Take the lines below between the one holding "use crate::error::CliError;" and the one holding "let storage: Arc<dyn", inclusive, and copy them exactly. Add nothing.

_ _ _

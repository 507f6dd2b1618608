//! Content document endpoints.
//!
//! Field writes persist immediately. `save` forces a write and reports the
//! outcome as a [`SaveNotice`].

use std::sync::Arc;

use axum::Json;
use axum::extract::{Path, State};
use axum::http::StatusCode;
use cw_content::lists::KeyedList;
use cw_content::{ContentDocument, FieldUpdate};
use cw_site::SaveNotice;
use serde_json::Value;

use crate::error::ServerError;
use crate::state::AppState;

/// Handle GET /api/content.
pub(crate) async fn get_content(State(state): State<Arc<AppState>>) -> Json<ContentDocument> {
    Json(state.session().document().clone())
}

/// Handle PUT /api/content/{field}.
///
/// The body is the complete new value of the field.
pub(crate) async fn put_field(
    State(state): State<Arc<AppState>>,
    Path(field): Path<String>,
    Json(value): Json<Value>,
) -> Result<Json<ContentDocument>, ServerError> {
    let update = FieldUpdate::from_json(&field, value)?;
    Ok(Json(state.session().update(update).clone()))
}

/// Handle POST /api/content/save.
pub(crate) async fn save(State(state): State<Arc<AppState>>) -> (StatusCode, Json<SaveNotice>) {
    let notice = state.session().save();
    let status = match notice {
        SaveNotice::Saved => StatusCode::OK,
        SaveNotice::Failed(_) => StatusCode::INTERNAL_SERVER_ERROR,
    };
    (status, Json(notice))
}

/// Handle POST /api/content/reset.
pub(crate) async fn reset(State(state): State<Arc<AppState>>) -> Json<ContentDocument> {
    Json(state.session().reset().clone())
}

/// Handle POST /api/content/reload.
pub(crate) async fn reload(State(state): State<Arc<AppState>>) -> Json<ContentDocument> {
    Json(state.session().reload().clone())
}

/// Handle POST /api/content/lists/{list}.
pub(crate) async fn add_list_item(
    State(state): State<Arc<AppState>>,
    Path(list): Path<String>,
) -> Result<Json<ContentDocument>, ServerError> {
    let list: KeyedList = list.parse()?;
    Ok(Json(state.session().add_list_item(list).clone()))
}

/// Handle DELETE /api/content/lists/{list}/{id}.
pub(crate) async fn remove_list_item(
    State(state): State<Arc<AppState>>,
    Path((list, id)): Path<(String, String)>,
) -> Result<Json<ContentDocument>, ServerError> {
    let list: KeyedList = list.parse()?;
    Ok(Json(state.session().remove_list_item(list, &id).clone()))
}
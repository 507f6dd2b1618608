//! CLI command implementations.

mod content;
mod nav;
mod serve;

use std::path::PathBuf;
use std::sync::Arc;

use clap::Args;
use cw_config::{CliSettings, Config};
use cw_site::ContentStore;
use cw_storage::{FsStore, KeyValueStore};

use crate::error::CliError;

pub(crate) use content::{RenderArgs, ResetArgs, SetArgs, ShowArgs};
pub(crate) use nav::NavArgs;
pub(crate) use serve::ServeArgs;

/// Options shared by every command that opens the content store.
#[derive(Args)]
pub(crate) struct StoreArgs {
    /// Path to configuration file (default: auto-discover cw.toml).
    #[arg(short, long)]
    config: Option<PathBuf>,

    /// Directory holding persisted content (overrides config).
    #[arg(long, env = "CW_STORAGE_DIR")]
    storage_dir: Option<PathBuf>,
}

impl StoreArgs {
    /// Load configuration with the storage directory override applied.
    pub(crate) fn load_config(&self) -> Result<Config, CliError> {
        let cli_settings = CliSettings {
            storage_dir: self.storage_dir.clone(),
            ..CliSettings::default()
        };
        Ok(Config::load(self.config.as_deref(), Some(&cli_settings))?)
    }

    /// Open and load the content store described by the configuration.
    pub(crate) fn open_store(&self) -> Result<(Config, ContentStore), CliError> {
        let config = self.load_config()?;
        let storage: Arc<dyn KeyValueStore> =
            Arc::new(FsStore::new(config.storage_resolved.dir.clone()));
        let mut store = ContentStore::new(storage, config.storage_resolved.key.clone());
        store.load();
        Ok((config, store))
    }
}
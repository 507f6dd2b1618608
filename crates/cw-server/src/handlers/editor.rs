//! Editor panel endpoints.

use std::sync::Arc;

use axum::Json;
use axum::extract::{Path, State};
use cw_content::{EditorTab, SectionId};
use cw_renderer::EditorPanel;

use crate::error::ServerError;
use crate::state::AppState;

fn panel(state: &AppState) -> EditorPanel {
    let session = state.session();
    EditorPanel::new(session.document(), session.target(), session.tab())
}

/// Handle GET /api/editor.
pub(crate) async fn get_editor(State(state): State<Arc<AppState>>) -> Json<EditorPanel> {
    Json(panel(&state))
}

/// Handle POST /api/editor/sections/{section}.
///
/// Opens the editor on the section with the Content tab active.
pub(crate) async fn request_edit(
    State(state): State<Arc<AppState>>,
    Path(section): Path<String>,
) -> Result<Json<EditorPanel>, ServerError> {
    let section: SectionId = section.parse()?;
    state.session().request_edit(section);
    Ok(Json(panel(&state)))
}

/// Handle DELETE /api/editor/sections.
pub(crate) async fn close_editor(State(state): State<Arc<AppState>>) -> Json<EditorPanel> {
    state.session().close_editor();
    Json(panel(&state))
}

/// Handle PUT /api/editor/tab/{tab}.
pub(crate) async fn set_tab(
    State(state): State<Arc<AppState>>,
    Path(tab): Path<String>,
) -> Result<Json<EditorPanel>, ServerError> {
    let tab: EditorTab = tab.parse()?;
    state.session().set_tab(tab);
    Ok(Json(panel(&state)))
}
//! HTML escaping.

/// Escape text for use in HTML element content and quoted attributes.
///
/// # Examples
///
/// ```
/// use cw_renderer::escape_html;
///
/// assert_eq!(escape_html(r#"<a href="x">"#), "&lt;a href=&quot;x&quot;&gt;");
/// ```
#[must_use]
pub fn escape_html(s: &str) -> String {
    let mut result = String::with_capacity(s.len());
    for c in s.chars() {
        match c {
            '&' => result.push_str("&amp;"),
            '<' => result.push_str("&lt;"),
            '>' => result.push_str("&gt;"),
            '"' => result.push_str("&quot;"),
            '\'' => result.push_str("&#x27;"),
            _ => result.push(c),
        }
    }
    result
}

#[cfg(test)]
mod tests {
    use super::*;

    #[test]
    fn test_escape_html() {
        assert_eq!(escape_html("Tom & Jerry's"), "Tom &amp; Jerry&#x27;s");
        assert_eq!(escape_html("<script>"), "&lt;script&gt;");
        assert_eq!(escape_html("plain"), "plain");
    }
}
//! Dropdown open/closed state.

/// Which dropdown, if any, is expanded.
///
/// Dropdowns open and close on click: activating a closed dropdown opens
/// it and closes any other, activating the open one closes it, and
/// activation anywhere else closes everything. At most one dropdown is open.
#[derive(Clone, Debug, Default, PartialEq, Eq)]
pub struct MenuState {
    open: Option<String>,
}

impl MenuState {
    /// Create a state with every dropdown closed.
    #[must_use]
    pub fn new() -> Self {
        Self::default()
    }

    /// Activate the dropdown trigger for `id`.
    pub fn toggle(&mut self, id: &str) {
        if self.is_open(id) {
            self.open = None;
        } else {
            self.open = Some(id.to_owned());
        }
    }

    /// Close whichever dropdown is open.
    pub fn close(&mut self) {
        self.open = None;
    }

    /// True if the dropdown for `id` is expanded.
    #[must_use]
    pub fn is_open(&self, id: &str) -> bool {
        self.open.as_deref() == Some(id)
    }

    /// Id of the expanded dropdown.
    #[must_use]
    pub fn open_id(&self) -> Option<&str> {
        self.open.as_deref()
    }
}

_ _ _

● WRITTEN ANSWER
use crate::error::CliError;

pub(crate) use content::{RenderArgs, ResetArgs, SetArgs, ShowArgs};
pub(crate) use nav::NavArgs;
pub(crate) use serve::ServeArgs;

/// Options shared by every command that opens the content store.
#[derive(Args)]
pub(crate) struct StoreArgs {
    /// Path to configuration file (default: auto-discover cw.toml).
    #[arg(short, long)]
    config: Option<PathBuf>,

    /// Directory holding persisted content (overrides config).
    #[arg(long, env = "CW_STORAGE_DIR")]
    storage_dir: Option<PathBuf>,
}

impl StoreArgs {
    /// Load configuration with the storage directory override applied.
    pub(crate) fn load_config(&self) -> Result<Config, CliError> {
        let cli_settings = CliSettings {
            storage_dir: self.storage_dir.clone(),
            ..CliSettings::default()
        };
        Ok(Config::load(self.config.as_deref(), Some(&cli_settings))?)
    }

    /// Open and load the content store described by the configuration.
    pub(crate) fn open_store(&self) -> Result<(Config, ContentStore), CliError> {
        let config = self.load_config()?;
        let storage: Arc<dyn KeyValueStore> =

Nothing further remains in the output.